VCs Pick Promising Proteomics Startups
While Cellzome may be the company of the moment among some VCs, there are a few other start-ups that inspire some enthusiasm. One is Europroteome of Henningsdorf, Germany, which received an ex-tended Series A round of funding in July following a round of layoffs that reduced its staff by 25 percent. Europroteome has “shown in an excellent way how you can correlate clinical data with proteomics data, and from the start come up with meaningful results because they are closely associated with the clinic,” Ruppert said.
De Robertis named London-based Inpharmatica and Paris-based Hybrigenics as two potentially promising companies, because they try to “downstream integrate,” while Hybrigenics in particular has strong enough people that “they might be able to transition” into a drug discovery company, he said.
Lytton chose Affinium Pharmaceuticals of Toronto as a potential winner. “We’re not an investor, but they have shown an ability to do significant pharma deals, and to have a product focus,” he said.

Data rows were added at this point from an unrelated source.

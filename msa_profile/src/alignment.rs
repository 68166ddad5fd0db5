//! The multiple alignment together with the tables derived from it.
//!
//! All tables are computed once, right after parsing.
//! The only mutation is [`Alignment::restrict_to_alphabet`], after which every table is rebuilt.
use crate::error::{Error, Result};
use crate::fasta::{self, Record};
use crate::{is_gap, GAP};
use std::io::BufRead;
use std::path::Path;

/// The number of sequences read from a file unless told otherwise.
pub const DEFAULT_MAX_SEQUENCES: usize = 500;

#[derive(Debug, Clone)]
pub struct Alignment {
    names: Vec<String>,
    /// Upper-cased rows, all of the same length.
    sequences: Vec<Vec<u8>>,
    /// Distinct symbols, in the order they are met scanning column by column.
    alphabet: Vec<u8>,
    /// Symbol -> position in the alphabet.
    index_table: Vec<Option<usize>>,
    gap_counts: Vec<usize>,
    /// Frequency of each alphabet symbol over all the N*L positions.
    frequencies: Vec<f64>,
    /// Distinct symbols of each column, in row order of first appearance.
    column_types: Vec<Vec<u8>>,
    column_entropy: Vec<f64>,
}

impl std::fmt::Display for Alignment {
    fn fmt(&self, f: &mut std::fmt::Formatter) -> std::fmt::Result {
        write!(
            f,
            "nb seq = {}, nb col = {}, alphabet = {}",
            self.num_sequences(),
            self.num_columns(),
            String::from_utf8_lossy(&self.alphabet)
        )
    }
}

impl Alignment {
    /// Read at most `max_sequences` sequences from an aligned FASTA file.
    pub fn from_file<P: AsRef<Path>>(file: P, max_sequences: usize) -> Result<Self> {
        debug!("Read multiple alignment in {}", file.as_ref().display());
        fasta::parse_into_vec(file, max_sequences).and_then(Self::new)
    }
    pub fn from_reader<R: BufRead>(reader: R, max_sequences: usize) -> Result<Self> {
        fasta::parse_from_reader(reader, max_sequences).and_then(Self::new)
    }
    /// Build an alignment from bare rows. Rows are named seq0, seq1, ...
    pub fn from_sequences<S: AsRef<[u8]>>(seqs: &[S]) -> Result<Self> {
        let records = seqs
            .iter()
            .enumerate()
            .map(|(idx, seq)| Record::new(&format!("seq{}", idx), seq.as_ref()))
            .collect();
        Self::new(records)
    }
    /// Rows longer than the first one are truncated and shorter ones are padded with gaps.
    pub fn new(records: Vec<Record>) -> Result<Self> {
        let ncol = match records.first() {
            Some(record) if !record.seq().is_empty() => record.seq().len(),
            _ => return Err(Error::EmptyAlignment),
        };
        let mut names = Vec::with_capacity(records.len());
        let mut sequences = Vec::with_capacity(records.len());
        for record in records {
            names.push(record.id().to_string());
            let mut seq = record.into_seq();
            if seq.len() != ncol {
                warn!(
                    "{} has {} columns while the first sequence has {}. Fit to {}.",
                    names[names.len() - 1],
                    seq.len(),
                    ncol,
                    ncol
                );
                seq.resize(ncol, GAP);
            }
            seq.make_ascii_uppercase();
            sequences.push(seq);
        }
        let mut aln = Self {
            names,
            sequences,
            alphabet: vec![],
            index_table: vec![None; 256],
            gap_counts: vec![],
            frequencies: vec![],
            column_types: vec![],
            column_entropy: vec![],
        };
        aln.analyze();
        info!("Multiple alignment : {}", aln);
        Ok(aln)
    }
    fn analyze(&mut self) {
        self.define_alphabet();
        self.count_gaps();
        self.count_frequencies();
        self.count_types();
        self.count_entropy();
        if log_enabled!(log::Level::Debug) {
            self.log_tables();
        }
    }
    fn define_alphabet(&mut self) {
        let mut alphabet = vec![];
        let mut index_table = vec![None; 256];
        for col in 0..self.num_columns() {
            for seq in self.sequences.iter() {
                let symbol = seq[col] as usize;
                if index_table[symbol].is_none() {
                    index_table[symbol] = Some(alphabet.len());
                    alphabet.push(seq[col]);
                }
            }
        }
        self.alphabet = alphabet;
        self.index_table = index_table;
    }
    fn count_gaps(&mut self) {
        self.gap_counts = (0..self.num_columns())
            .map(|col| {
                self.sequences
                    .iter()
                    .filter(|seq| is_gap(seq[col]))
                    .count()
            })
            .collect();
    }
    fn count_frequencies(&mut self) {
        let mut counts = vec![0usize; self.alphabet.len()];
        for seq in self.sequences.iter() {
            for &symbol in seq.iter() {
                counts[self.index_of(symbol)] += 1;
            }
        }
        let total = (self.num_sequences() * self.num_columns()) as f64;
        self.frequencies = counts.iter().map(|&c| c as f64 / total).collect();
    }
    fn count_types(&mut self) {
        self.column_types = (0..self.num_columns())
            .map(|col| {
                let mut types: Vec<u8> = vec![];
                for seq in self.sequences.iter() {
                    if !types.contains(&seq[col]) {
                        types.push(seq[col]);
                    }
                }
                types
            })
            .collect();
    }
    // Normalized by log(K - 1) as the gap symbol is assumed to be in the alphabet,
    // whether or not it actually is.
    fn count_entropy(&mut self) {
        let nseq = self.num_sequences() as f64;
        let normalizer = (self.alphabet.len() as f64 - 1.).ln();
        let mut counts = vec![0usize; self.alphabet.len()];
        self.column_entropy = (0..self.num_columns())
            .map(|col| {
                counts.iter_mut().for_each(|c| *c = 0);
                for seq in self.sequences.iter() {
                    counts[self.index_of(seq[col])] += 1;
                }
                let entropy = counts
                    .iter()
                    .filter(|&&c| c > 0)
                    .map(|&c| {
                        let p = c as f64 / nseq;
                        -p * p.ln()
                    })
                    .sum::<f64>();
                if normalizer > 0. {
                    entropy / normalizer
                } else {
                    entropy
                }
            })
            .collect();
    }
    fn log_tables(&self) {
        debug!("Alphabet:{}", String::from_utf8_lossy(&self.alphabet));
        for (name, seq) in self.names.iter().zip(self.sequences.iter()) {
            debug!("{}\t{}", name, String::from_utf8_lossy(seq));
        }
        debug!("AA frequencies:{:?}", self.frequencies);
        debug!("Gap counts:{:?}", self.gap_counts);
        debug!("AA entropy:{:?}", self.column_entropy);
        let types: Vec<_> = self.column_types.iter().map(|t| t.len()).collect();
        debug!("AA types:{:?}", types);
    }
    // Every symbol of the alignment is in the alphabet by construction.
    #[inline]
    fn index_of(&self, symbol: u8) -> usize {
        self.index_table[symbol as usize].unwrap_or(0)
    }
    pub fn num_sequences(&self) -> usize {
        self.sequences.len()
    }
    pub fn num_columns(&self) -> usize {
        self.sequences.first().map(|seq| seq.len()).unwrap_or(0)
    }
    pub fn names(&self) -> &[String] {
        &self.names
    }
    pub fn sequences(&self) -> &[Vec<u8>] {
        &self.sequences
    }
    pub fn alphabet(&self) -> &[u8] {
        &self.alphabet
    }
    pub fn alphabet_index(&self, symbol: u8) -> Option<usize> {
        self.index_table[symbol as usize]
    }
    /// Rows re-encoded as positions in the alphabet.
    pub fn encoded(&self) -> Vec<Vec<usize>> {
        self.sequences
            .iter()
            .map(|seq| seq.iter().map(|&s| self.index_of(s)).collect())
            .collect()
    }
    pub fn column(&self, col: usize) -> Result<Vec<u8>> {
        Error::check_index(col, self.num_columns())?;
        Ok(self.sequences.iter().map(|seq| seq[col]).collect())
    }
    pub fn symbol(&self, row: usize, col: usize) -> Result<u8> {
        Error::check_index(row, self.num_sequences())?;
        Error::check_index(col, self.num_columns())?;
        Ok(self.sequences[row][col])
    }
    pub fn gap_count(&self, col: usize) -> Result<usize> {
        Error::check_index(col, self.num_columns())?;
        Ok(self.gap_counts[col])
    }
    pub fn gap_counts(&self) -> &[usize] {
        &self.gap_counts
    }
    /// Fraction of gaps in each column.
    pub fn gap_fractions(&self) -> Vec<f64> {
        let nseq = self.num_sequences() as f64;
        self.gap_counts.iter().map(|&g| g as f64 / nseq).collect()
    }
    pub fn type_list(&self, col: usize) -> Result<&[u8]> {
        Error::check_index(col, self.num_columns())?;
        Ok(&self.column_types[col])
    }
    pub fn type_count(&self, col: usize) -> Result<usize> {
        self.type_list(col).map(|types| types.len())
    }
    pub fn column_types(&self) -> &[Vec<u8>] {
        &self.column_types
    }
    pub fn frequency(&self, symbol: u8) -> Result<f64> {
        self.alphabet_index(symbol)
            .map(|idx| self.frequencies[idx])
            .ok_or(Error::SymbolNotFound(symbol as char))
    }
    /// Frequencies indexed as the alphabet.
    pub fn frequencies(&self) -> &[f64] {
        &self.frequencies
    }
    pub fn column_entropy(&self, col: usize) -> Result<f64> {
        Error::check_index(col, self.num_columns())?;
        Ok(self.column_entropy[col])
    }
    pub fn column_entropies(&self) -> &[f64] {
        &self.column_entropy
    }
    /// True if every non-gap symbol of this alignment is in `other`.
    pub fn is_alphabet_subset_of(&self, other: &[u8]) -> bool {
        self.alphabet
            .iter()
            .all(|s| is_gap(*s) || other.contains(s))
    }
    /// Replace every non-gap symbol absent from `other` by a gap, then rebuild the tables.
    /// Returns the number of replaced residues.
    pub fn restrict_to_alphabet(&mut self, other: &[u8]) -> usize {
        let mut replaced = 0;
        for seq in self.sequences.iter_mut() {
            for symbol in seq.iter_mut() {
                if !is_gap(*symbol) && !other.contains(symbol) {
                    *symbol = GAP;
                    replaced += 1;
                }
            }
        }
        if replaced > 0 {
            debug!("{} residues not in {} are now gaps.", replaced, String::from_utf8_lossy(other));
            self.analyze();
        }
        replaced
    }
}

Pharma deals are “terribly important” Lytton said, because “typically VC has at most supplied somewhere between one-quarter and one-third of total capital needed to grow to maturity.”
A Twinge of Hope for 2004
While no one is predicting a big windfall for any of the proteomics technology companies in 2004, VCs do express some cautious optimism that the market may slowly pick up next year.
“I would hope 2004 would be better, because the economy is better, and the whole environment seems to be getting a little better,” Formela said. Added De Robertis, “It’s difficult to be more difficult than the last couple of years.”
Lytton said that in the US, at least, there is “reason to be hopeful for 2004 because of the much more flexible approach taken by the FDA to drug approvals under its new commissioner, and as a result, hopefully the early signs of an IPO market will continue through 2004 as more products get approvals.” With a greater chance of getting products to market, he said, companies would have an easier time attracting VC interest.
More important perhaps than the specific conditions for 2004, however, are the general trends — and these are headed in biotech companies’ favor, according to Formela. “The good news is that biotech companies with all the new tools and the structure of the industry can actually get into drug discovery now,” he said. “It’s the formation of a trend … where it’s possible for a biotech company to be dangerous — to actually make some relevant and meaningful discovery.”